La déshumanisation n’est pas seulement imputable à l’utilisation croissante de la technologie, expliquent-ils encore dans un autre article pour Quartz. Nous sommes trop confiants et dépendants des développements technologiques et nous supposons donc que chaque nouvelle technologie est bénéfique par nature. L’efficacité également alimente notre engouement : or, être humain est parfois coûteux, notamment en terme d’efficacité. L’optimisation ne peut pas tout.
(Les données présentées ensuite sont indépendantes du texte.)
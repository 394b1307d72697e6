// SPDX-FileCopyrightText: 2026 Smsgate Contributors
// SPDX-License-Identifier: MIT OR Apache-2.0

//! Post-deserialization validation for configuration values.
//!
//! Validates semantic constraints that cannot be expressed via serde
//! attributes, such as unique gateway names and non-zero poll intervals.

use std::collections::HashSet;

use crate::diagnostic::ConfigError;
use crate::model::SmsGateConfig;

/// Validate a deserialized configuration for semantic correctness.
///
/// Returns `Ok(())` if all validations pass, or `Err(Vec<ConfigError>)` with
/// all collected validation errors (does not fail fast).
pub fn validate_config(config: &SmsGateConfig) -> Result<(), Vec<ConfigError>> {
    let mut errors = Vec::new();

    // Gateway entries must have unique, non-empty names and a usable address.
    let mut seen_names = HashSet::new();
    for (i, gateway) in config.gateways.iter().enumerate() {
        if gateway.name.trim().is_empty() {
            errors.push(ConfigError::Validation {
                message: format!("gateways[{i}].name must not be empty"),
            });
        } else if !seen_names.insert(&gateway.name) {
            errors.push(ConfigError::Validation {
                message: format!(
                    "duplicate gateway name `{}` in [[gateways]] array",
                    gateway.name
                ),
            });
        }

        if gateway.host.trim().is_empty() {
            errors.push(ConfigError::Validation {
                message: format!("gateways[{i}].host must not be empty"),
            });
        }

        if gateway.username.trim().is_empty() {
            errors.push(ConfigError::Validation {
                message: format!("gateways[{i}].username must not be empty"),
            });
        }
    }

    if config.poll.interval_secs == 0 {
        errors.push(ConfigError::Validation {
            message: "poll.interval_secs must be at least 1".to_string(),
        });
    }

    if config.poll.messages_limit == 0 {
        errors.push(ConfigError::Validation {
            message: "poll.messages_limit must be at least 1".to_string(),
        });
    }

    // Directory values must be usable after trimming.
    for (name, number) in &config.recipients {
        if number.trim().is_empty() {
            errors.push(ConfigError::Validation {
                message: format!("recipients.{name} must map to a non-empty phone number"),
            });
        }
    }

    for (name, body) in &config.templates {
        if body.trim().is_empty() {
            errors.push(ConfigError::Validation {
                message: format!("templates.{name} must map to a non-empty template body"),
            });
        }
    }

    if errors.is_empty() {
        Ok(())
    } else {
        Err(errors)
    }
}
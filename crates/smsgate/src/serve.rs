// SPDX-FileCopyrightText: 2026 Smsgate Contributors
// SPDX-License-Identifier: MIT OR Apache-2.0

//! `smsgate serve` command implementation.
//!
//! The composition root: builds the gateway registry from configuration,
//! starts every poller (each performs one awaited initial refresh before
//! its periodic schedule begins), and runs until SIGINT/SIGTERM. Shutdown
//! cancels every poller; in-flight HTTP calls are abandoned.

use smsgate_config::model::SmsGateConfig;
use smsgate_core::SmsGateError;
use tokio_util::sync::CancellationToken;
use tracing::{debug, info, warn};

use crate::registry::GatewayRegistry;

/// Runs the `smsgate serve` command.
pub async fn run_serve(config: SmsGateConfig) -> Result<(), SmsGateError> {
    init_tracing(&config.service.log_level);

    if config.gateways.is_empty() {
        return Err(SmsGateError::Config(
            "no [[gateways]] configured; add one to smsgate.toml".into(),
        ));
    }

    let registry = GatewayRegistry::from_config(&config)?;
    info!(
        gateways = registry.len(),
        interval_secs = config.poll.interval_secs,
        "starting smsgate serve"
    );

    registry.start_all().await;

    for entry in registry.iter() {
        let snapshot = entry.poller.snapshot();
        if snapshot.available {
            info!(
                gateway = %entry.config.name,
                messages = snapshot.messages.len(),
                pending = snapshot.pending_count(),
                "gateway online"
            );
        } else {
            warn!(gateway = %entry.config.name, "gateway unreachable at startup");
        }
    }

    let token = install_signal_handler();
    token.cancelled().await;

    info!("shutting down");
    registry.shutdown_all();
    Ok(())
}

/// Initialize the tracing subscriber.
///
/// `RUST_LOG` takes precedence; otherwise the configured level applies to
/// the smsgate crates and `warn` to everything else.
fn init_tracing(log_level: &str) {
    use tracing_subscriber::EnvFilter;

    const CRATES: [&str; 6] = [
        "smsgate",
        "smsgate_client",
        "smsgate_config",
        "smsgate_core",
        "smsgate_notify",
        "smsgate_poller",
    ];

    let default_filter = CRATES
        .iter()
        .map(|krate| format!("{krate}={log_level}"))
        .chain(std::iter::once("warn".to_string()))
        .collect::<Vec<_>>()
        .join(",");

    let filter =
        EnvFilter::try_from_default_env().unwrap_or_else(|_| EnvFilter::new(default_filter));

    tracing_subscriber::fmt()
        .with_env_filter(filter)
        .with_target(true)
        .with_thread_names(false)
        .init();
}

/// Installs signal handlers for SIGTERM and SIGINT.
///
/// Returns a [`CancellationToken`] that is cancelled when either signal is
/// received.
fn install_signal_handler() -> CancellationToken {
    let token = CancellationToken::new();
    let token_clone = token.clone();

    tokio::spawn(async move {
        let ctrl_c = tokio::signal::ctrl_c();

        #[cfg(unix)]
        {
            use tokio::signal::unix::{signal, SignalKind};
            let mut sigterm =
                signal(SignalKind::terminate()).expect("failed to install SIGTERM handler");

            tokio::select! {
                _ = ctrl_c => {
                    info!("received SIGINT (Ctrl+C), initiating shutdown");
                }
                _ = sigterm.recv() => {
                    info!("received SIGTERM, initiating shutdown");
                }
            }
        }

        #[cfg(not(unix))]
        {
            let _ = ctrl_c.await;
            info!("received Ctrl+C, initiating shutdown");
        }

        token_clone.cancel();
        debug!("shutdown signal handler completed");
    });

    token
}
Vidéo : Sur We Make Money Not Art, Regine Debatty revenait sur le festival DocLab à Amsterdam dont le thème était justement « est-ce que les robots nous imitent ou imitons-nous les robots ? » Elle évoquait notamment le dernier projet de Superflux et Mozilla, mené par Brett Gaylor, le réalisateur du documentaire Do Not Track, Nos amis électroniques (vidéo), une critique des interfaces vocales qui nous rendent fous en nous demandant, comme le feraient des enfants, les raisons à ce qu’on leur demande de faire.